*** Opening The data ***

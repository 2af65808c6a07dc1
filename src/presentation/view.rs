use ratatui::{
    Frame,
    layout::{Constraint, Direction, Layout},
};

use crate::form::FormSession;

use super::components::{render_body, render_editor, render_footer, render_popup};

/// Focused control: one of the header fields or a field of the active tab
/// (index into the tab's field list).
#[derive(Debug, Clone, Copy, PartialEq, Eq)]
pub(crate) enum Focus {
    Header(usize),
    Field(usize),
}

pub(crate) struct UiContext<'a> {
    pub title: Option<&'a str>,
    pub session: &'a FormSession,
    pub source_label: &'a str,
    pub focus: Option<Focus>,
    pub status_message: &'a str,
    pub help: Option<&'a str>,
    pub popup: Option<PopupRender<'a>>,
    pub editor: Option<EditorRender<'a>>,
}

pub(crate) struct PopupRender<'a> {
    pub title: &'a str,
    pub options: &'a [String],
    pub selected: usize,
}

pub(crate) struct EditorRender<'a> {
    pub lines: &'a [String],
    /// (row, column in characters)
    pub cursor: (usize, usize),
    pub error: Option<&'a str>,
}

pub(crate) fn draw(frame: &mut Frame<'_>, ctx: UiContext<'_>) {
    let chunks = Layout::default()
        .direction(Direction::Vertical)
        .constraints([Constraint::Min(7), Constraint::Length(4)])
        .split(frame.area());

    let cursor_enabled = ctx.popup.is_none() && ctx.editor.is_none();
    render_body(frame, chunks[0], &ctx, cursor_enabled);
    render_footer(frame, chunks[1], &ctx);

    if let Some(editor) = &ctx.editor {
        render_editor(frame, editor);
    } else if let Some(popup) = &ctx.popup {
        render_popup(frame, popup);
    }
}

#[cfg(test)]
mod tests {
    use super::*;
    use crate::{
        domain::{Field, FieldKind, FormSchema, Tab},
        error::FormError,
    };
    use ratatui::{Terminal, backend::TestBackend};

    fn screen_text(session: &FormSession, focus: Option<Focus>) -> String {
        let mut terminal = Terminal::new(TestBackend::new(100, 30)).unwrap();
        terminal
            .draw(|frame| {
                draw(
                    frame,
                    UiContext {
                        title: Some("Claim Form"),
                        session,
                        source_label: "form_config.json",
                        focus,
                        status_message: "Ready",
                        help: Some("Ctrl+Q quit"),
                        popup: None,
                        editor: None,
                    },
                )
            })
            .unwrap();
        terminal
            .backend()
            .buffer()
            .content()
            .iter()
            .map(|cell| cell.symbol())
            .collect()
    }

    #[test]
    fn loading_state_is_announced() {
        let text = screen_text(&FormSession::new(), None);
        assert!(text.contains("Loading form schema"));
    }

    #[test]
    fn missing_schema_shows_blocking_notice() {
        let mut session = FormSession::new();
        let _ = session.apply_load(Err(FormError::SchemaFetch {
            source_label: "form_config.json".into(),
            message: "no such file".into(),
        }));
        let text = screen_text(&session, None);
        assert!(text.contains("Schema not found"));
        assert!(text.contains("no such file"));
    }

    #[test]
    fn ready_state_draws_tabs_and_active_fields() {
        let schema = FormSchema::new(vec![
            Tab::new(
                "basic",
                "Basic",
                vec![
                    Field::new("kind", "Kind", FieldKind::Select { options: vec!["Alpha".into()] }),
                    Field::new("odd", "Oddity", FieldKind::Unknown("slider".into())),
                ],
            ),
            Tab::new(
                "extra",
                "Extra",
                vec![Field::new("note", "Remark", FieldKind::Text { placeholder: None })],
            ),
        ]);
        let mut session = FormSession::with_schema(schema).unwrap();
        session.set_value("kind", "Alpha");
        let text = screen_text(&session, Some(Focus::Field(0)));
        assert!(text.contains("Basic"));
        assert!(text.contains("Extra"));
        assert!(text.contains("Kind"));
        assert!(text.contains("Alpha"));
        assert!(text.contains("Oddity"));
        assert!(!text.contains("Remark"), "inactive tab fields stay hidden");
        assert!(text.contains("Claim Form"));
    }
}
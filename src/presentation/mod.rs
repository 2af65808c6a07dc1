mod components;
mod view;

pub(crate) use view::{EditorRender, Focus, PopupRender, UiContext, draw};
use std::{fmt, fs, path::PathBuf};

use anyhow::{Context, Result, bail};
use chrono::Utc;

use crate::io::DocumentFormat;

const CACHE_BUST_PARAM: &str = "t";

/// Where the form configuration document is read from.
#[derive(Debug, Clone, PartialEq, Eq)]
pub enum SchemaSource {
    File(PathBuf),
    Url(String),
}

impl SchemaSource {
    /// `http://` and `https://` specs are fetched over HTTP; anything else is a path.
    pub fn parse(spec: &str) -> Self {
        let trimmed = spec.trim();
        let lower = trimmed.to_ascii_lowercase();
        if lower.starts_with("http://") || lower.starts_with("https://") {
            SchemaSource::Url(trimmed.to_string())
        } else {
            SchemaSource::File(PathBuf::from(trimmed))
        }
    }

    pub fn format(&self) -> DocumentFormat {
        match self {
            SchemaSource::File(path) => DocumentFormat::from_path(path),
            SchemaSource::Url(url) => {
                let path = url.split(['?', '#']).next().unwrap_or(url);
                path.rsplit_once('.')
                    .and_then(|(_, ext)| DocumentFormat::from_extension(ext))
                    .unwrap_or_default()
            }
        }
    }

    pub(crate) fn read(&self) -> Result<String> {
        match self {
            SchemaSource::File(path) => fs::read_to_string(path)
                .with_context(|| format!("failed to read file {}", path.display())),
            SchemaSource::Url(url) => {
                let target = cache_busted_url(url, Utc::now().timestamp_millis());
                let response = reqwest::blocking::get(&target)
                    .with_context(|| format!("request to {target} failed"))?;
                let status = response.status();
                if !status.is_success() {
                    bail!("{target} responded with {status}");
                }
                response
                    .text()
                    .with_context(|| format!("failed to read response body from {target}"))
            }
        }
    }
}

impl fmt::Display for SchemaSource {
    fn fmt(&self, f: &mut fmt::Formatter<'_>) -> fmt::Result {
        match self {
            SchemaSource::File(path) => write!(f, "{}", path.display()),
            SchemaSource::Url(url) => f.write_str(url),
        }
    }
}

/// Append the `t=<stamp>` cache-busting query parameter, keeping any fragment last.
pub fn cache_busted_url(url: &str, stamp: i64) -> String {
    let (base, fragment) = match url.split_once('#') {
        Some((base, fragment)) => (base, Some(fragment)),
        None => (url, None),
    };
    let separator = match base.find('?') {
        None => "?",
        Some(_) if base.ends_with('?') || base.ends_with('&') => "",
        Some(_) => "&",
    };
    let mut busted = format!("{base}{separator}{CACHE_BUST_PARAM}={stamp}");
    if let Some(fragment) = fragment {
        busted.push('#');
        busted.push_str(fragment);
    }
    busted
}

*** Closing The data ***
*** Opening The data ***

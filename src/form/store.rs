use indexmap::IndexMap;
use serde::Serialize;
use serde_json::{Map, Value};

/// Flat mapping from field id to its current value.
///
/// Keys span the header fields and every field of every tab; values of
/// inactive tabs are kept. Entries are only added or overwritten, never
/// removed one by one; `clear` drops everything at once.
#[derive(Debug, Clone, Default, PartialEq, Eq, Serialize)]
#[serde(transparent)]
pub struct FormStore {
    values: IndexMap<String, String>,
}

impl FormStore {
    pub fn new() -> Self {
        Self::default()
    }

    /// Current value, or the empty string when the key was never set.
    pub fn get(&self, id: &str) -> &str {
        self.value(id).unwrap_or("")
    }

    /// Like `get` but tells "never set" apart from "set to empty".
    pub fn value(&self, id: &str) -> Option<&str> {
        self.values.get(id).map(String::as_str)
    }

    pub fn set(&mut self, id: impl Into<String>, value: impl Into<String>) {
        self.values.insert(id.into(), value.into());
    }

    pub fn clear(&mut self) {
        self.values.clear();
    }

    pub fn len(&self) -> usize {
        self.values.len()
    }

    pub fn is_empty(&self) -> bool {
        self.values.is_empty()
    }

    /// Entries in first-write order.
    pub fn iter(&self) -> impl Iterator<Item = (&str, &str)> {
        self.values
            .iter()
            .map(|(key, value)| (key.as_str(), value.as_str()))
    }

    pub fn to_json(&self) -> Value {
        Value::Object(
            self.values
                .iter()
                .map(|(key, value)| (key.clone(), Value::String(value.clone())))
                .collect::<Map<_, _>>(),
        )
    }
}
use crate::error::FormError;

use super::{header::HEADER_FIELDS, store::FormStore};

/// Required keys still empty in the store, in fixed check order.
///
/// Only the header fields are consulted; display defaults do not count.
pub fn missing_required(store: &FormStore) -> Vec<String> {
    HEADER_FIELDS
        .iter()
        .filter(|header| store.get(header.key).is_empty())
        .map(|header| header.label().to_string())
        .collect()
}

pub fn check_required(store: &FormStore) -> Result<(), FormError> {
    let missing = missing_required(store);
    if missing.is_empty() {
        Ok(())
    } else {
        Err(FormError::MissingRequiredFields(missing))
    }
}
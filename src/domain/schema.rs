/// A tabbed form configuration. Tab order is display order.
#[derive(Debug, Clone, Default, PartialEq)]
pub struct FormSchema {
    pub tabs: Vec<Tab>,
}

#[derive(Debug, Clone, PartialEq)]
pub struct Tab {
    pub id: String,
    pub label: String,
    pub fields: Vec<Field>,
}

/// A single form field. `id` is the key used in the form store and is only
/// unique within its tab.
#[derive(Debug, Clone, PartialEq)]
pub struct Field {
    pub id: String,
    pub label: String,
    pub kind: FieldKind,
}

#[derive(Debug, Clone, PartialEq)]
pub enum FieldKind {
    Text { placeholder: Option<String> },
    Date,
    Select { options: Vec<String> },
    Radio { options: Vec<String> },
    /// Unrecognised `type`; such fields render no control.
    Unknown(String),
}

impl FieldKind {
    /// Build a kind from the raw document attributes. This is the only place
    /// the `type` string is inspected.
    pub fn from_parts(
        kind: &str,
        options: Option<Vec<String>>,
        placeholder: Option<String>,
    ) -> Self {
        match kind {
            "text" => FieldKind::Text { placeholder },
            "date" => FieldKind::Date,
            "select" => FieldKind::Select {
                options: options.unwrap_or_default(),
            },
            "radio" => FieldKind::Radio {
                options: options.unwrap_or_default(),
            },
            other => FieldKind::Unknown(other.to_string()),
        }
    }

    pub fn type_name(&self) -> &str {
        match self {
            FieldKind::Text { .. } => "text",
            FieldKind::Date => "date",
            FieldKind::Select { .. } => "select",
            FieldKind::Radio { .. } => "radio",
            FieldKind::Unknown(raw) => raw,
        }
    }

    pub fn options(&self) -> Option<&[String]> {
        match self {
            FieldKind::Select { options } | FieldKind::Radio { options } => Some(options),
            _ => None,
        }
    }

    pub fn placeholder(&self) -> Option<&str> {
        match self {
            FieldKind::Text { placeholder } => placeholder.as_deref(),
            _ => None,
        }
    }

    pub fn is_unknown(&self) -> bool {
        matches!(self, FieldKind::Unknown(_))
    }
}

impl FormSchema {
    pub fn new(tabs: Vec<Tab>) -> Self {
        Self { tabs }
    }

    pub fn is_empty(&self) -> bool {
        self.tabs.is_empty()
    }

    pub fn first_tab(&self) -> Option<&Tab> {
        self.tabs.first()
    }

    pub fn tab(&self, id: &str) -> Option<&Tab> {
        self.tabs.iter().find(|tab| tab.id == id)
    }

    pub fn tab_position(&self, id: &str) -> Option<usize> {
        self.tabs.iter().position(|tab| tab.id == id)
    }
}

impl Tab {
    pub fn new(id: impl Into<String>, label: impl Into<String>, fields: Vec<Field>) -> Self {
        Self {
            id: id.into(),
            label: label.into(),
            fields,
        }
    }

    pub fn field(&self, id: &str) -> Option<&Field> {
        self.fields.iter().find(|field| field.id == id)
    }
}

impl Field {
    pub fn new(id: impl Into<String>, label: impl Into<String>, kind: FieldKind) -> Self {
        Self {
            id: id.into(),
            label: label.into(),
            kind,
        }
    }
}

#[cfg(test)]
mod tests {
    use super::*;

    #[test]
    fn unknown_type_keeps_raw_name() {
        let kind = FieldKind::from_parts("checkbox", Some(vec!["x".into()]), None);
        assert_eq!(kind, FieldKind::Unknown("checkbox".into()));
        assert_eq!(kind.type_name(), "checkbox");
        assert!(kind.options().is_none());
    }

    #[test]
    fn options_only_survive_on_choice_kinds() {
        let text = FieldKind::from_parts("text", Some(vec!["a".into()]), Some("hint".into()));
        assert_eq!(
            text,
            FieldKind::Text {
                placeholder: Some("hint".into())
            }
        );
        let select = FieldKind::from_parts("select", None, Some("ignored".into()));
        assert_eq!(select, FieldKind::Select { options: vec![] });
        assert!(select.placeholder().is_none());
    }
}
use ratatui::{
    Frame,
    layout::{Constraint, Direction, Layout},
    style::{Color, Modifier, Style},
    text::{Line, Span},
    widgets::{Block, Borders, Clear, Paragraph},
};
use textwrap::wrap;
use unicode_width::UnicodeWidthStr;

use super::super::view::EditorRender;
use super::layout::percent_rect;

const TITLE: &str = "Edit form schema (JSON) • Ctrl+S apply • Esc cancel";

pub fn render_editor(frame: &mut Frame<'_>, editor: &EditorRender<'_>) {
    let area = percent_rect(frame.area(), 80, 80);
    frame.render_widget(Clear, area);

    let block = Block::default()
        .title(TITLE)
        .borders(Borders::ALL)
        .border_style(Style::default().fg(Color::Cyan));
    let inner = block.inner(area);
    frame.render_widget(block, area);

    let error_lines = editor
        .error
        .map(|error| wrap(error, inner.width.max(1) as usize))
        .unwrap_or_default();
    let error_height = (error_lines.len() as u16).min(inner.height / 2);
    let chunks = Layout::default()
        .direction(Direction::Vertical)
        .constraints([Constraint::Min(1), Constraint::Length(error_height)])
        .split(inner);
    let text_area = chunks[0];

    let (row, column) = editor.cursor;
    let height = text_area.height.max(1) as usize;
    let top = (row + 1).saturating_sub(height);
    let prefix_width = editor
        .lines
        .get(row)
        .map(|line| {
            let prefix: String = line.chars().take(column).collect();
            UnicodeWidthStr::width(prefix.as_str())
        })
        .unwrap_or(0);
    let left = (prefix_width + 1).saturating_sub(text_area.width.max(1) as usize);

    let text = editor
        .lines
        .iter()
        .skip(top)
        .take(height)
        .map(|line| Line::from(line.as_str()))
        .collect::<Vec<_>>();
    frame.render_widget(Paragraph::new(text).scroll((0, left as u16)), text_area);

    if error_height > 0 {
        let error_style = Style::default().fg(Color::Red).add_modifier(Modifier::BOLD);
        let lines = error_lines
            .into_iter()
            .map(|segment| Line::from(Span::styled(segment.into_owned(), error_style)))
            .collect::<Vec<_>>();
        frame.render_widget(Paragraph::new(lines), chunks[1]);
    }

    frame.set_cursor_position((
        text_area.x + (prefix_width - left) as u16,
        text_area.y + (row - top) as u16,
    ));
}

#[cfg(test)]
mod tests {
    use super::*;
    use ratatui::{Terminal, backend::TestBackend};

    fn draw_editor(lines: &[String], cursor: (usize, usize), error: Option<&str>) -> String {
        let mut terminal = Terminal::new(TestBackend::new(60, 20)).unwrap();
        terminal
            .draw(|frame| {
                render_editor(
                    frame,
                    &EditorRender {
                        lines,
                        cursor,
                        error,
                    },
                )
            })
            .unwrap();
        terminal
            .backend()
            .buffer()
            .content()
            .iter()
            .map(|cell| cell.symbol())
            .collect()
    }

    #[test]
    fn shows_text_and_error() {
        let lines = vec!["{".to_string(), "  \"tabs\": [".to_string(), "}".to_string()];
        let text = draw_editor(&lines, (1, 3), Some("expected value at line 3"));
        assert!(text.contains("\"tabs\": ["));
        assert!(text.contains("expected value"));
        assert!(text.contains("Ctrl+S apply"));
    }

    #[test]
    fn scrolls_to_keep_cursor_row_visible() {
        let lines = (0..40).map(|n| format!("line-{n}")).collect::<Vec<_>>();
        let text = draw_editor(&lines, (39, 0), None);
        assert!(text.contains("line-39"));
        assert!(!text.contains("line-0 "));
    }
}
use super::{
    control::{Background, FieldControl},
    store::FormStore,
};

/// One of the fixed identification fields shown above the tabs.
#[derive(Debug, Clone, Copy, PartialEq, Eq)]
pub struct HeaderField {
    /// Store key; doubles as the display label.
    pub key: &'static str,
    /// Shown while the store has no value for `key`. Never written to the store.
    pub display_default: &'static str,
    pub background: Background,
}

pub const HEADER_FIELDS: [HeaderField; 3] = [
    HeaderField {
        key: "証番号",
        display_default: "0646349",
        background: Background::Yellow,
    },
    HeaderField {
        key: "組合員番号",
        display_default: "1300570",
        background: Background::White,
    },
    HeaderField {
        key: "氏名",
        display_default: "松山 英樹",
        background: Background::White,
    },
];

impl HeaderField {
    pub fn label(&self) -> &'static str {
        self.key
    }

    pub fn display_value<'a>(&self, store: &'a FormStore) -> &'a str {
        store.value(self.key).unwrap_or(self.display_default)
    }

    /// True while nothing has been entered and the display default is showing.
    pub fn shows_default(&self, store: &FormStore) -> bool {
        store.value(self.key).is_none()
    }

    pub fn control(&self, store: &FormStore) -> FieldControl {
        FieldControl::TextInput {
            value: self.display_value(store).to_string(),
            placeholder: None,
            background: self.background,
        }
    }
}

*** Closing The data ***

> [What needs to be done]:
Filter the entries above down to the lines that contain the word "FormError".

> [Solved problem]:
        error::FormError,
        let _ = session.apply_load(Err(FormError::SchemaFetch {
use crate::error::FormError;
pub fn check_required(store: &FormStore) -> Result<(), FormError> {
        Err(FormError::MissingRequiredFields(missing))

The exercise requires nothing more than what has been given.